What to do: Which lines come from the start of the records through the line that holds "column (a spread"? Write them out word for word.

Data entries
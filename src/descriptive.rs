//! Descriptive statistics for numeric columns.
//!
//! Missing values are expected input here: they are counted and reported,
//! never treated as zeros. Statistics that cannot be computed for a
//! column (a spread from one value, a CV around a zero mean) are `None`
//! and explained by a [`SummaryFlag`] instead of being clamped.
//!
//! ```
//! use sigma_insight::dataframe::{Column, DataFrame};
//! use sigma_insight::descriptive::descriptive_statistics;
//!
//! let df = DataFrame::new()
//!     .with_column("cycle_time", Column::from_options(&[Some(4.0), Some(6.0), None, Some(5.0)]))
//!     .unwrap();
//! let stats = descriptive_statistics(&df, None).unwrap();
//!
//! assert_eq!(stats[0].count, 3);
//! assert_eq!(stats[0].missing, 1);
//! assert_eq!(stats[0].mean, Some(5.0));
//! assert_eq!(stats[0].median, Some(5.0));
//! ```

use serde::Serialize;
use tracing::debug;

use crate::dataframe::DataFrame;
use crate::error::AnalysisError;

/// Condition that left one or more statistics of a column undefined.
#[derive(Debug, Clone, Copy, PartialEq, Eq, Hash, Serialize)]
pub enum SummaryFlag {
    /// Every cell is missing.
    AllMissing,
    /// Only one value present; standard deviation needs two.
    SingleValue,
    /// All present values are identical.
    ConstantColumn,
    /// Mean is zero, so the coefficient of variation is undefined.
    ZeroMean,
}

impl std::fmt::Display for SummaryFlag {
    fn fmt(&self, f: &mut std::fmt::Formatter<'_>) -> std::fmt::Result {
        match self {
            Self::AllMissing => write!(f, "ALL_MISSING"),
            Self::SingleValue => write!(f, "SINGLE_VALUE"),
            Self::ConstantColumn => write!(f, "CONSTANT_COLUMN"),
            Self::ZeroMean => write!(f, "ZERO_MEAN"),
        }
    }
}

/// Summary statistics for one numeric column (computed over present values).
#[derive(Debug, Clone, PartialEq, Serialize)]
pub struct ColumnSummary {
    /// Column name.
    pub name: String,
    /// Number of present values.
    pub count: usize,
    /// Number of missing values.
    pub missing: usize,
    /// Missing values as a percentage of the dataset row count.
    pub missing_pct: f64,
    /// Arithmetic mean.
    pub mean: Option<f64>,
    /// Sample standard deviation (n − 1 denominator).
    pub std_dev: Option<f64>,
    /// Minimum.
    pub min: Option<f64>,
    /// First quartile (linear interpolation).
    pub q1: Option<f64>,
    /// Median.
    pub median: Option<f64>,
    /// Third quartile (linear interpolation).
    pub q3: Option<f64>,
    /// Maximum.
    pub max: Option<f64>,
    /// Coefficient of variation in percent: std / mean × 100.
    pub cv_pct: Option<f64>,
    /// Conditions that left statistics undefined.
    pub flags: Vec<SummaryFlag>,
}

/// Computes descriptive statistics for numeric columns.
///
/// With `columns = None` every numeric column is summarized, in column
/// order. Explicitly named columns must exist and be numeric.
///
/// # Errors
///
/// - [`AnalysisError::ColumnNotFound`] / [`AnalysisError::NonNumericColumn`]
///   for a bad explicit selection.
/// - [`AnalysisError::NoNumericColumns`] if nothing numeric is selected.
pub fn descriptive_statistics(
    df: &DataFrame,
    columns: Option<&[&str]>,
) -> Result<Vec<ColumnSummary>, AnalysisError> {
    let selected: Vec<&str> = match columns {
        Some(names) => {
            for name in names {
                df.require_numeric(name)?;
            }
            names.to_vec()
        }
        None => df.numeric_column_names(),
    };

    if selected.is_empty() {
        return Err(AnalysisError::NoNumericColumns);
    }
    debug!(columns = selected.len(), rows = df.row_count(), "descriptive statistics");

    selected
        .into_iter()
        .map(|name| {
            let col = df.require_numeric(name)?;
            let values = col.valid_numeric_values().unwrap_or_default();
            Ok(summarize(name, &values, col.null_count(), df.row_count()))
        })
        .collect()
}

fn summarize(name: &str, values: &[f64], missing: usize, row_count: usize) -> ColumnSummary {
    let count = values.len();
    let missing_pct = if row_count > 0 {
        missing as f64 / row_count as f64 * 100.0
    } else {
        0.0
    };

    let mut flags = Vec::new();
    match count {
        0 => flags.push(SummaryFlag::AllMissing),
        1 => flags.push(SummaryFlag::SingleValue),
        _ => {}
    }

    let mean = u_numflow::stats::mean(values);
    let std_dev = u_numflow::stats::std_dev(values);
    let min = u_numflow::stats::min(values);
    let max = u_numflow::stats::max(values);

    if count > 1 && min == max {
        flags.push(SummaryFlag::ConstantColumn);
    }

    let cv_pct = match (mean, std_dev) {
        (Some(m), Some(s)) if m != 0.0 => Some(s / m * 100.0),
        (Some(_), Some(_)) => {
            debug!(column = name, "coefficient of variation undefined for zero mean");
            flags.push(SummaryFlag::ZeroMean);
            None
        }
        _ => None,
    };

    ColumnSummary {
        name: name.to_string(),
        count,
        missing,
        missing_pct,
        mean,
        std_dev,
        min,
        q1: u_numflow::stats::quantile(values, 0.25),
        median: u_numflow::stats::median(values),
        q3: u_numflow::stats::quantile(values, 0.75),
        max,
        cv_pct,
        flags,
    }
}

#[cfg(test)]
mod tests {
    use super::*;
    use crate::dataframe::Column;
    use proptest::prelude::*;

    fn frame() -> DataFrame {
        DataFrame::new()
            .with_column("x", Column::from_values(vec![1.0, 2.0, 3.0, 4.0, f64::NAN]))
            .unwrap()
            .with_column(
                "shift",
                Column::from_labels(&[Some("A"), Some("B"), Some("A"), Some("B"), Some("A")]),
            )
            .unwrap()
            .with_column("centered", Column::from_values(vec![-2.0, -1.0, 0.0, 1.0, 2.0]))
            .unwrap()
    }

    #[test]
    fn auto_selects_numeric_columns() {
        let stats = descriptive_statistics(&frame(), None).unwrap();
        let names: Vec<&str> = stats.iter().map(|s| s.name.as_str()).collect();
        assert_eq!(names, vec!["x", "centered"]);
    }

    #[test]
    fn basic_statistics() {
        let stats = descriptive_statistics(&frame(), Some(&["x"])).unwrap();
        let x = &stats[0];
        assert_eq!(x.count, 4);
        assert_eq!(x.missing, 1);
        assert!((x.missing_pct - 20.0).abs() < 1e-12);
        assert_eq!(x.mean, Some(2.5));
        assert!((x.std_dev.unwrap() - 1.290_994_448_735_805_6).abs() < 1e-12);
        assert_eq!(x.min, Some(1.0));
        assert_eq!(x.q1, Some(1.75));
        assert_eq!(x.median, Some(2.5));
        assert_eq!(x.q3, Some(3.25));
        assert_eq!(x.max, Some(4.0));
        let cv = x.cv_pct.unwrap();
        assert!((cv - 51.639_777_949_432_22).abs() < 1e-9);
        assert!(x.flags.is_empty());
    }

    #[test]
    fn zero_mean_cv_is_surfaced() {
        let stats = descriptive_statistics(&frame(), Some(&["centered"])).unwrap();
        assert_eq!(stats[0].mean, Some(0.0));
        assert!(stats[0].cv_pct.is_none());
        assert!(stats[0].flags.contains(&SummaryFlag::ZeroMean));
    }

    #[test]
    fn single_value_has_no_spread() {
        let df = DataFrame::new()
            .with_column("x", Column::from_options(&[Some(7.0), None]))
            .unwrap();
        let stats = descriptive_statistics(&df, None).unwrap();
        assert_eq!(stats[0].mean, Some(7.0));
        assert!(stats[0].std_dev.is_none());
        assert!(stats[0].cv_pct.is_none());
        assert_eq!(stats[0].flags, vec![SummaryFlag::SingleValue]);
    }

    #[test]
    fn all_missing_column() {
        let df = DataFrame::new()
            .with_column("x", Column::from_options(&[None, None]))
            .unwrap();
        let stats = descriptive_statistics(&df, None).unwrap();
        assert_eq!(stats[0].count, 0);
        assert!(stats[0].mean.is_none());
        assert_eq!(stats[0].missing_pct, 100.0);
        assert!(stats[0].flags.contains(&SummaryFlag::AllMissing));
    }

    #[test]
    fn constant_column_flagged() {
        let df = DataFrame::new()
            .with_column("x", Column::from_values(vec![5.0, 5.0, 5.0]))
            .unwrap();
        let stats = descriptive_statistics(&df, None).unwrap();
        assert_eq!(stats[0].std_dev, Some(0.0));
        assert_eq!(stats[0].cv_pct, Some(0.0));
        assert!(stats[0].flags.contains(&SummaryFlag::ConstantColumn));
    }

    #[test]
    fn selection_errors() {
        let df = frame();
        assert!(matches!(
            descriptive_statistics(&df, Some(&["shift"])),
            Err(AnalysisError::NonNumericColumn { .. })
        ));
        assert!(matches!(
            descriptive_statistics(&df, Some(&["nope"])),
            Err(AnalysisError::ColumnNotFound { .. })
        ));
        let labels_only = DataFrame::new()
            .with_column("g", Column::from_labels(&[Some("a")]))
            .unwrap();
        assert_eq!(
            descriptive_statistics(&labels_only, None).unwrap_err(),
            AnalysisError::NoNumericColumns
        );
    }

    proptest! {
        #[test]
        fn quartiles_are_ordered(values in prop::collection::vec(-1.0e6..1.0e6f64, 2..200)) {
            let df = DataFrame::new().with_column("v", Column::from_values(values)).unwrap();
            let s = &descriptive_statistics(&df, None).unwrap()[0];
            let (min, q1, med, q3, max) = (
                s.min.unwrap(), s.q1.unwrap(), s.median.unwrap(), s.q3.unwrap(), s.max.unwrap(),
            );
            prop_assert!(min <= q1);
            prop_assert!(q1 <= med);
            prop_assert!(med <= q3);
            prop_assert!(q3 <= max);
        }

        #[test]
        fn repeated_calls_are_identical(values in prop::collection::vec(-100.0..100.0f64, 0..50)) {
            let df = DataFrame::new().with_column("v", Column::from_values(values)).unwrap();
            let first = descriptive_statistics(&df, None).unwrap();
            let second = descriptive_statistics(&df, None).unwrap();
            prop_assert_eq!(first, second);
        }
    }
}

Written response:
filename src/descriptive.rs
//! Descriptive statistics for numeric columns.
//!
//! Missing values are expected input here: they are counted and reported,
//! never treated as zeros. Statistics that cannot be computed for a
//! column (a spread from one value, a CV around a zero mean) are `None`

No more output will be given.